### [WORK REQUEST]
Scan the listing below for lines with the word "errors". Report how many there are, as a number alone.

### [PROVIDED ENTRIES]
╔══

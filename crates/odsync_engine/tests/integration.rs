//! Integration tests: engine against the reference remote server.

use async_trait::async_trait;
use chrono::{Duration as ChronoDuration, NaiveDate, Utc};
use odsync_engine::{
    EngineResult, ManualConnectivity, RemoteEndpoint, SyncConfig, SyncEngine, SyncError,
};
use odsync_protocol::{
    ItemType, OdRequest, Operation, Payload, QueueItem, QueueState, RemoteResponse, Resolution,
};
use odsync_server::{RemoteServer, ServerConfig, ServerError, ServerRecord};
use odsync_storage::{Boxes, InMemoryStore, KeyValueStore};
use serde_json::json;
use std::sync::Arc;
use std::time::Duration;

/// Remote endpoint that calls the server in-process.
struct InMemoryRemote {
    server: Arc<RemoteServer>,
}

fn to_sync_error(err: ServerError) -> SyncError {
    if err.is_client_error() {
        SyncError::remote_fatal(err.to_string())
    } else {
        SyncError::remote_retryable(err.to_string())
    }
}

#[async_trait]
impl RemoteEndpoint for InMemoryRemote {
    async fn create_remote(&self, item: &QueueItem) -> EngineResult<RemoteResponse> {
        self.server
            .handle_create(item.item_type, &item.item_id, &item.payload, item.queued_at)
            .await
            .map_err(to_sync_error)
    }

    async fn update_remote(&self, item: &QueueItem) -> EngineResult<RemoteResponse> {
        self.server
            .handle_update(item.item_type, &item.item_id, &item.payload, item.queued_at)
            .await
            .map_err(to_sync_error)
    }

    async fn delete_remote(&self, item_type: ItemType, item_id: &str) -> EngineResult<()> {
        self.server
            .handle_delete(item_type, item_id)
            .await
            .map_err(to_sync_error)
    }
}

struct Setup {
    engine: SyncEngine,
    server: Arc<RemoteServer>,
    connectivity: Arc<ManualConnectivity>,
}

fn setup_with(config: SyncConfig, server: RemoteServer, boxes: Boxes) -> Setup {
    let server = Arc::new(server);
    let connectivity = Arc::new(ManualConnectivity::connected());
    let engine = SyncEngine::new(
        config,
        boxes,
        Arc::new(InMemoryRemote {
            server: server.clone(),
        }),
        connectivity.clone(),
    )
    .unwrap();
    Setup {
        engine,
        server,
        connectivity,
    }
}

fn setup() -> Setup {
    setup_with(
        SyncConfig::default(),
        RemoteServer::new(ServerConfig::default()),
        Boxes::in_memory(),
    )
}

fn make_request(id: &str) -> OdRequest {
    OdRequest::new(
        id,
        "student-7",
        "21CS042",
        "Asha R",
        NaiveDate::from_ymd_opt(2026, 3, 14).unwrap(),
        vec![1, 2, 3],
        "Inter-college symposium",
    )
}

#[tokio::test]
async fn client_server_full_sync() {
    let s = setup();
    let tracker = s.engine.tracker();

    // Offline submissions never touch the server
    tracker.queue_create(&make_request("req-1")).unwrap();
    tracker.queue_create(&make_request("req-2")).unwrap();
    assert_eq!(s.server.request_count(), 0);

    let result = s.engine.orchestrator().sync_all().await.unwrap();
    assert!(result.success);
    assert_eq!(result.items_synced, 2);
    assert_eq!(s.server.records(ItemType::Request).len(), 2);

    // Staff approves both in one operation
    let op = tracker
        .bulk_approve(
            vec!["req-1".into(), "req-2".into()],
            "staff-3",
            "Verified with HOD",
        )
        .unwrap();
    let result = s.engine.orchestrator().sync_all().await.unwrap();
    assert_eq!(result.items_synced, 2);
    assert!(tracker.operation(&op).is_none());
    assert_eq!(tracker.statistics().completed_count, 3);

    for record in s.server.records(ItemType::Request) {
        assert_eq!(record.data["status"], json!("approved"));
        assert_eq!(record.data["approved_by_id"], json!("staff-3"));
        assert!(record.data.contains_key("approved_at"));
        assert_eq!(record.data["reason"], json!("Inter-college symposium"));
    }

    let health = s.engine.queue().health().unwrap();
    assert_eq!(health.completed, 4);
    assert_eq!(health.pending, 0);
}

#[tokio::test]
async fn decision_queued_after_create_keeps_entity_order() {
    let s = setup();
    let tracker = s.engine.tracker();
    tracker.queue_create(&make_request("req-1")).unwrap();
    tracker
        .bulk_approve(vec!["req-1".into()], "staff-3", "Verified with HOD")
        .unwrap();

    let result = s.engine.orchestrator().sync_all().await.unwrap();
    assert!(result.success);
    assert_eq!(result.items_synced, 2);

    let items = s.engine.queue().items(None).unwrap();
    assert_eq!(items.len(), 2);
    assert!(items.iter().all(|i| i.state == QueueState::Completed));
    assert!(s.engine.orchestrator().pending_conflicts().unwrap().is_empty());

    let record = s.server.record(ItemType::Request, "req-1").unwrap();
    assert_eq!(record.data["status"], json!("approved"));
    assert_eq!(record.data["reason"], json!("Inter-college symposium"));
}

#[tokio::test]
async fn edit_queued_before_decision_reaches_server() {
    let s = setup();
    let tracker = s.engine.tracker();
    tracker.queue_create(&make_request("req-1")).unwrap();
    s.engine.orchestrator().sync_all().await.unwrap();

    let mut edited = make_request("req-1");
    edited.periods = vec![6, 7];
    tracker.queue_update(&edited).unwrap();
    tracker
        .bulk_approve(vec!["req-1".into()], "staff-3", "Verified with HOD")
        .unwrap();

    s.engine.orchestrator().sync_all().await.unwrap();
    assert!(s.engine.orchestrator().pending_conflicts().unwrap().is_empty());

    let record = s.server.record(ItemType::Request, "req-1").unwrap();
    assert_eq!(record.data["periods"], json!([6, 7]));
    assert_eq!(record.data["status"], json!("approved"));
}

#[tokio::test]
async fn empty_sync() {
    let s = setup();

    let result = s.engine.orchestrator().sync_all().await.unwrap();
    assert!(result.success);
    assert_eq!(result.items_synced, 0);
    assert_eq!(result.items_failed, 0);
    assert!(result.errors.is_empty());
    assert_eq!(s.server.request_count(), 0);
}

#[tokio::test]
async fn offline_sync_leaves_queue_untouched() {
    let s = setup();
    s.engine
        .tracker()
        .queue_create(&make_request("req-1"))
        .unwrap();
    s.connectivity.go_offline();
    let before = s.engine.queue().items(None).unwrap();

    let err = s.engine.orchestrator().sync_all().await.unwrap_err();
    assert!(matches!(err, SyncError::NoConnection));
    assert!(!err.is_retryable());

    assert_eq!(s.engine.queue().items(None).unwrap(), before);
    assert_eq!(s.server.request_count(), 0);
}

#[tokio::test]
async fn conflict_then_resolve() {
    let s = setup();
    let tracker = s.engine.tracker();
    tracker.queue_create(&make_request("req-1")).unwrap();
    s.engine.orchestrator().sync_all().await.unwrap();

    // Another device edits the record an hour ahead of us
    let server_time = Utc::now() + ChronoDuration::hours(1);
    let mut server_data = s.server.record(ItemType::Request, "req-1").unwrap().data;
    server_data.insert("reason".into(), json!("State-level hackathon"));
    s.server
        .insert_record(ServerRecord::new(
            ItemType::Request,
            "req-1",
            server_data.clone(),
            server_time,
        ))
        .unwrap();

    let mut edited = make_request("req-1");
    edited.periods = vec![4, 5];
    let update = tracker.queue_update(&edited).unwrap();

    let result = s.engine.orchestrator().sync_all().await.unwrap();
    assert!(result.success);
    assert_eq!(result.items_failed, 0);
    assert!(tracker.operation(&update).is_none());

    let conflicts = s.engine.orchestrator().pending_conflicts().unwrap();
    assert_eq!(conflicts.len(), 1);
    assert_eq!(conflicts[0].server_timestamp, server_time);
    assert_eq!(conflicts[0].server_data, server_data);
    assert_eq!(
        s.engine.queue().items(Some(QueueState::Conflicted)).unwrap().len(),
        1
    );

    let resolutions = s.engine.orchestrator().resolve_conflicts(&conflicts);
    assert_eq!(resolutions.len(), 1);
    assert_eq!(resolutions[0].resolution, Resolution::UseServer);
    assert_eq!(resolutions[0].merged_data, server_data);
    assert_eq!(s.engine.conflicts().count().unwrap(), 0);

    let pending = s.engine.queue().items(Some(QueueState::Pending)).unwrap();
    assert_eq!(pending.len(), 1);
    assert_eq!(pending[0].priority, 8);
    assert_eq!(pending[0].operation, Operation::Update);
    assert_eq!(pending[0].payload, server_data);

    // Pushing the server's own data back is accepted and changes nothing
    let result = s.engine.orchestrator().sync_all().await.unwrap();
    assert_eq!(result.items_synced, 1);
    let record = s.server.record(ItemType::Request, "req-1").unwrap();
    assert_eq!(record.updated_at, server_time);
    assert_eq!(record.data["reason"], json!("State-level hackathon"));
}

#[tokio::test]
async fn force_sync_retries_failed_items() {
    let backing = Arc::new(InMemoryStore::new());
    let server =
        RemoteServer::open(ServerConfig::default(), backing.clone() as Arc<dyn KeyValueStore>)
            .unwrap();
    let s = setup_with(SyncConfig::default(), server, Boxes::in_memory());
    s.engine
        .tracker()
        .queue_create(&make_request("req-1"))
        .unwrap();
    s.engine
        .tracker()
        .queue_create(&make_request("req-2"))
        .unwrap();

    // Server storage outage
    backing.set_unavailable(true);
    let result = s.engine.orchestrator().sync_all().await.unwrap();
    assert!(!result.success);
    assert_eq!(result.items_failed, 2);
    assert_eq!(result.errors.len(), 2);
    assert_eq!(s.engine.tracker().failed_operations().len(), 2);

    // A plain sync does not pick up failed items
    backing.set_unavailable(false);
    let result = s.engine.orchestrator().sync_all().await.unwrap();
    assert_eq!(result.items_synced, 0);

    let result = s.engine.orchestrator().force_sync().await.unwrap();
    assert!(result.success);
    assert_eq!(result.items_failed, 0);
    assert_eq!(result.items_synced, 2);
    assert!(s.engine.tracker().failed_operations().is_empty());
    assert_eq!(s.server.records(ItemType::Request).len(), 2);
}

#[tokio::test]
async fn rejected_item_does_not_abort_batch() {
    let s = setup();
    let queue = s.engine.queue();
    let mut bad = Payload::new();
    bad.insert("status".into(), json!("escalated"));
    let bad_id = queue
        .enqueue("req-bad", ItemType::Request, Operation::Update, bad, 9)
        .unwrap();
    s.engine
        .tracker()
        .queue_create(&make_request("req-1"))
        .unwrap();

    let result = s.engine.orchestrator().sync_all().await.unwrap();
    assert_eq!(result.items_synced, 1);
    assert_eq!(result.items_failed, 1);
    assert!(result.errors[0].contains("escalated"));

    let failed = queue.get(&bad_id).unwrap().unwrap();
    assert_eq!(failed.state, QueueState::Failed);
    assert!(s.server.record(ItemType::Request, "req-1").is_some());
}

#[tokio::test]
async fn delete_removes_server_record() {
    let s = setup();
    s.engine
        .tracker()
        .queue_create(&make_request("req-1"))
        .unwrap();
    s.engine.orchestrator().sync_all().await.unwrap();

    s.engine.tracker().queue_delete("req-1").unwrap();
    let result = s.engine.orchestrator().sync_all().await.unwrap();
    assert_eq!(result.items_synced, 1);
    assert!(s.server.record(ItemType::Request, "req-1").is_none());
}

#[tokio::test(start_paused = true)]
async fn second_sync_rejected_while_running() {
    let s = setup_with(
        SyncConfig::default(),
        RemoteServer::new(ServerConfig::default().with_latency(Duration::from_secs(1))),
        Boxes::in_memory(),
    );
    s.engine
        .tracker()
        .queue_create(&make_request("req-1"))
        .unwrap();
    let orchestrator = s.engine.orchestrator().clone();

    let run = tokio::spawn({
        let orchestrator = orchestrator.clone();
        async move { orchestrator.sync_all().await }
    });
    while !orchestrator.run_state().is_active() {
        tokio::task::yield_now().await;
    }

    let before = s.engine.queue().items(None).unwrap();
    assert!(matches!(
        orchestrator.sync_all().await,
        Err(SyncError::SyncInProgress)
    ));
    assert!(matches!(
        orchestrator.force_sync().await,
        Err(SyncError::SyncInProgress)
    ));
    assert_eq!(s.engine.queue().items(None).unwrap(), before);

    let result = run.await.unwrap().unwrap();
    assert_eq!(result.items_synced, 1);
    assert_eq!(s.server.request_count(), 1);
}

#[tokio::test]
async fn queue_survives_restart() {
    let dir = tempfile::tempdir().unwrap();
    let server = Arc::new(RemoteServer::new(ServerConfig::default()));
    let connectivity = Arc::new(ManualConnectivity::disconnected());
    let remote = Arc::new(InMemoryRemote {
        server: server.clone(),
    });

    {
        let engine = SyncEngine::new(
            SyncConfig::default(),
            Boxes::open(dir.path()).unwrap(),
            remote.clone(),
            connectivity.clone(),
        )
        .unwrap();
        engine.tracker().queue_create(&make_request("req-1")).unwrap();
        engine
            .tracker()
            .bulk_reject(vec!["req-9".into()], "staff-3", "Attendance shortage")
            .unwrap();
        engine.shutdown().await.unwrap();
    }

    let engine = SyncEngine::new(
        SyncConfig::default(),
        Boxes::open(dir.path()).unwrap(),
        remote,
        connectivity.clone(),
    )
    .unwrap();
    assert_eq!(engine.queue().health().unwrap().pending, 2);
    assert!(engine.is_healthy());

    connectivity.go_online();
    let result = engine.orchestrator().sync_all().await.unwrap();
    assert_eq!(result.items_synced, 2);

    let rejected = server.record(ItemType::Request, "req-9").unwrap();
    assert_eq!(rejected.data["status"], json!("rejected"));
    assert_eq!(rejected.data["rejection_reason"], json!("Attendance shortage"));
    assert!(engine.orchestrator().last_sync_time().is_some());
}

╚══

### [OUTPUT]
3